Dataset entries
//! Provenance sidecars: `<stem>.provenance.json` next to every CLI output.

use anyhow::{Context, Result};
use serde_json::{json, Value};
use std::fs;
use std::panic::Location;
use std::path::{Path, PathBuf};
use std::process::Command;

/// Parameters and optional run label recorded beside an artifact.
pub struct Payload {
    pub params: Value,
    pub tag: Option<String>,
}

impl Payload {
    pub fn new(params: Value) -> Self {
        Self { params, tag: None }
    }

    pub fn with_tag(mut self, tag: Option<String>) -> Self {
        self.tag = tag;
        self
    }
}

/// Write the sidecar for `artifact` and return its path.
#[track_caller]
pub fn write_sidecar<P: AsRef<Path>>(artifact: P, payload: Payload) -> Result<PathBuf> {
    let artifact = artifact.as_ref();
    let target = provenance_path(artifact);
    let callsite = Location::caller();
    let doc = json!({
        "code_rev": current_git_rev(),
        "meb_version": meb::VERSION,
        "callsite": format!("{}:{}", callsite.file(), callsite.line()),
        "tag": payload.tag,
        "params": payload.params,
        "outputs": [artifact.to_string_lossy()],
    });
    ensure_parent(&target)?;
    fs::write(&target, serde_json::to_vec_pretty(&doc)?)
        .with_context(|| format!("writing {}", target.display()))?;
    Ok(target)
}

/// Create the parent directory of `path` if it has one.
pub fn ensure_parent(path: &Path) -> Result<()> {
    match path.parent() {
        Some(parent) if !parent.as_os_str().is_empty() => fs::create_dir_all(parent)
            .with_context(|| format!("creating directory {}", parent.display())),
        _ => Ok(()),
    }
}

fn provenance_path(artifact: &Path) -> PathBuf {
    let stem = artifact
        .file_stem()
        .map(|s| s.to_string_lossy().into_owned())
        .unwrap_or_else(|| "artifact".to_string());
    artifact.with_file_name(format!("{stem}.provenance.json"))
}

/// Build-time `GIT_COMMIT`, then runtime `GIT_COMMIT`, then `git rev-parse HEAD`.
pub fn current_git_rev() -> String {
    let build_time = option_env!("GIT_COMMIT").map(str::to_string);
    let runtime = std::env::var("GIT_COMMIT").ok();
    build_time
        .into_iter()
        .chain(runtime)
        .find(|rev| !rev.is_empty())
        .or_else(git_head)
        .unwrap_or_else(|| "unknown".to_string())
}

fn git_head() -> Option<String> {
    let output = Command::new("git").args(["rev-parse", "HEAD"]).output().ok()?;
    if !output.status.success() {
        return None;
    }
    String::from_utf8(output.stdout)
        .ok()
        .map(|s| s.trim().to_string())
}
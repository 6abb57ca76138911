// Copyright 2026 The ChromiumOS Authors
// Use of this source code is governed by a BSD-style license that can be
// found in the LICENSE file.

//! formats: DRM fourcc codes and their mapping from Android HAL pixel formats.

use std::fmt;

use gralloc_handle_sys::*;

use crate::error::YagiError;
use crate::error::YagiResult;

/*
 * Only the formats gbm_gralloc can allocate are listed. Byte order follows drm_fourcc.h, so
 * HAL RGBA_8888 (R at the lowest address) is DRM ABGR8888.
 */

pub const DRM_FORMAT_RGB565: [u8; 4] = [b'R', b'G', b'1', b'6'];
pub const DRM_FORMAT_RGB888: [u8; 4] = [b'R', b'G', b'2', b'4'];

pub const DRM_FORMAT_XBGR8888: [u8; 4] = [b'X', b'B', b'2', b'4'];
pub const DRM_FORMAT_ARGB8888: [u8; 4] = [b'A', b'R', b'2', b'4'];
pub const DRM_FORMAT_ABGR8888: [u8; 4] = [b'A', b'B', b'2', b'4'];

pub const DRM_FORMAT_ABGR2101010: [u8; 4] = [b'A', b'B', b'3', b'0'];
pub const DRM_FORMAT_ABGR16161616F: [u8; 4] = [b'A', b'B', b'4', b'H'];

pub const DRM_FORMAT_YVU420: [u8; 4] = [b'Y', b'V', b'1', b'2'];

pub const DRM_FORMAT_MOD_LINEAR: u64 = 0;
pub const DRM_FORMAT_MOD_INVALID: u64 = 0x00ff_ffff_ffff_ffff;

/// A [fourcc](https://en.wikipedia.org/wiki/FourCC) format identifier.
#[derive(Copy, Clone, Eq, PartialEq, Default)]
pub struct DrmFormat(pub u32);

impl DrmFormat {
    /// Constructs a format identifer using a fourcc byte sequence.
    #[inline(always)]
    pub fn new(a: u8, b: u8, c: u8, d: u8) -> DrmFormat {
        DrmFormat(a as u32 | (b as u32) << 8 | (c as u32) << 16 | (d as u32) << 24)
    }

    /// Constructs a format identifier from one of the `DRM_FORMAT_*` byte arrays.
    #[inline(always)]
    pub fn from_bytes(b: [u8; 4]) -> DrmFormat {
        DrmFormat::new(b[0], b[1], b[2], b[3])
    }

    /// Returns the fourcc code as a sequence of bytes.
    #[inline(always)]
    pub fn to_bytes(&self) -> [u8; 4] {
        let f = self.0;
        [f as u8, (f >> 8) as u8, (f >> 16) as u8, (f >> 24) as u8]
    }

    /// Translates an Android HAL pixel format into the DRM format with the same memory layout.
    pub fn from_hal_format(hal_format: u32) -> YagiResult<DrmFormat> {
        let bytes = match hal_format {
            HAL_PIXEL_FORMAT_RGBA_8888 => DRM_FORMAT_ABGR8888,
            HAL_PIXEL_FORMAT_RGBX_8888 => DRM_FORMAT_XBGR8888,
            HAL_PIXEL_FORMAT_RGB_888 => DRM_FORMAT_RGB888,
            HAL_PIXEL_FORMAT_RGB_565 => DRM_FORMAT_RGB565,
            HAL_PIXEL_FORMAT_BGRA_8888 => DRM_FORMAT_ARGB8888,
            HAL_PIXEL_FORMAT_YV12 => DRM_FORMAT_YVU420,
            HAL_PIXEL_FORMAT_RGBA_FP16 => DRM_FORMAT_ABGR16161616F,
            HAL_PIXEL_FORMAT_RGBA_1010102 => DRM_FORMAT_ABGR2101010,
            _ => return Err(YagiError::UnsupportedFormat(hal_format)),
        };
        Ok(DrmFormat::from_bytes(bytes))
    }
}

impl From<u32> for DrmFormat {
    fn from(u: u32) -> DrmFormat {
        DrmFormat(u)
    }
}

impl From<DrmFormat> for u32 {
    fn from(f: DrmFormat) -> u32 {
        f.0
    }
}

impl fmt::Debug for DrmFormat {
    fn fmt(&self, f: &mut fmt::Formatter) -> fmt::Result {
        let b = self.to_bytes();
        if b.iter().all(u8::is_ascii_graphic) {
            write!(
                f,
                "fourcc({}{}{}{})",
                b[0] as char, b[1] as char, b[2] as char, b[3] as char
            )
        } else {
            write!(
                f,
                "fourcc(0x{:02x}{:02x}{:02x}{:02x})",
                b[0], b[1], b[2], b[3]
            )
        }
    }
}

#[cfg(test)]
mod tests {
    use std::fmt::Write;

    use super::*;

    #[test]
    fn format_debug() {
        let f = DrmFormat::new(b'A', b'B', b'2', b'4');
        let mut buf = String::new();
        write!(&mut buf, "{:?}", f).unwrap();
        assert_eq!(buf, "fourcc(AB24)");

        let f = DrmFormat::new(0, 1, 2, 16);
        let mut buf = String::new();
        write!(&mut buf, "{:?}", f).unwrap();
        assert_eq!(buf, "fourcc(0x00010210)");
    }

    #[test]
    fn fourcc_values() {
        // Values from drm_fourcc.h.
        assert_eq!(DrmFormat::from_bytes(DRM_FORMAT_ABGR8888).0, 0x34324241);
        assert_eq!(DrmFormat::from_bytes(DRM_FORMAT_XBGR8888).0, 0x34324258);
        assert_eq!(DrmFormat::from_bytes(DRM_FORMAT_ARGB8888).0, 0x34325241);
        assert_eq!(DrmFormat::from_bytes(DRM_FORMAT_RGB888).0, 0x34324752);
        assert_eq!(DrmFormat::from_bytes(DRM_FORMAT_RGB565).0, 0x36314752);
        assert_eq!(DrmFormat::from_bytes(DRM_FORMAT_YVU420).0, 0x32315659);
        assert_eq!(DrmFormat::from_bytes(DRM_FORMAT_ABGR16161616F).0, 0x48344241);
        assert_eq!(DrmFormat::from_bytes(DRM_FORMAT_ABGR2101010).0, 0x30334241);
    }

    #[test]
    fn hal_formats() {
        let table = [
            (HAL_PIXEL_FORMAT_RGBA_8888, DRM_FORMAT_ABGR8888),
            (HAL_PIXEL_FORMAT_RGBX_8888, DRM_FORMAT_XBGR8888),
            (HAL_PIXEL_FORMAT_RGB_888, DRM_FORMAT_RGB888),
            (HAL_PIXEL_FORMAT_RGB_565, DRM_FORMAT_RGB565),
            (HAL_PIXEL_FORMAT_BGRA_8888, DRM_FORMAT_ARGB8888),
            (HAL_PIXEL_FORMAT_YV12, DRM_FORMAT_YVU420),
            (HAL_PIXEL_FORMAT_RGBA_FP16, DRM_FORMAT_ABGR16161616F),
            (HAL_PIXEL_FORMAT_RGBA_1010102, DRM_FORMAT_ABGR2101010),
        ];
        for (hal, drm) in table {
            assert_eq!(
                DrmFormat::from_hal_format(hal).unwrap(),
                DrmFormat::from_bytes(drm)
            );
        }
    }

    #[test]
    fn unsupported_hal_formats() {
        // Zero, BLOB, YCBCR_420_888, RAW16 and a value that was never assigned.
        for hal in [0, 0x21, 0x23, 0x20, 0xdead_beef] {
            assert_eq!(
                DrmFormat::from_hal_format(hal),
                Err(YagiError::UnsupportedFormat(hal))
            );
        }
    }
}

■ What you need to do
Output only the number of lines above holding "runtime".

■ The answer
3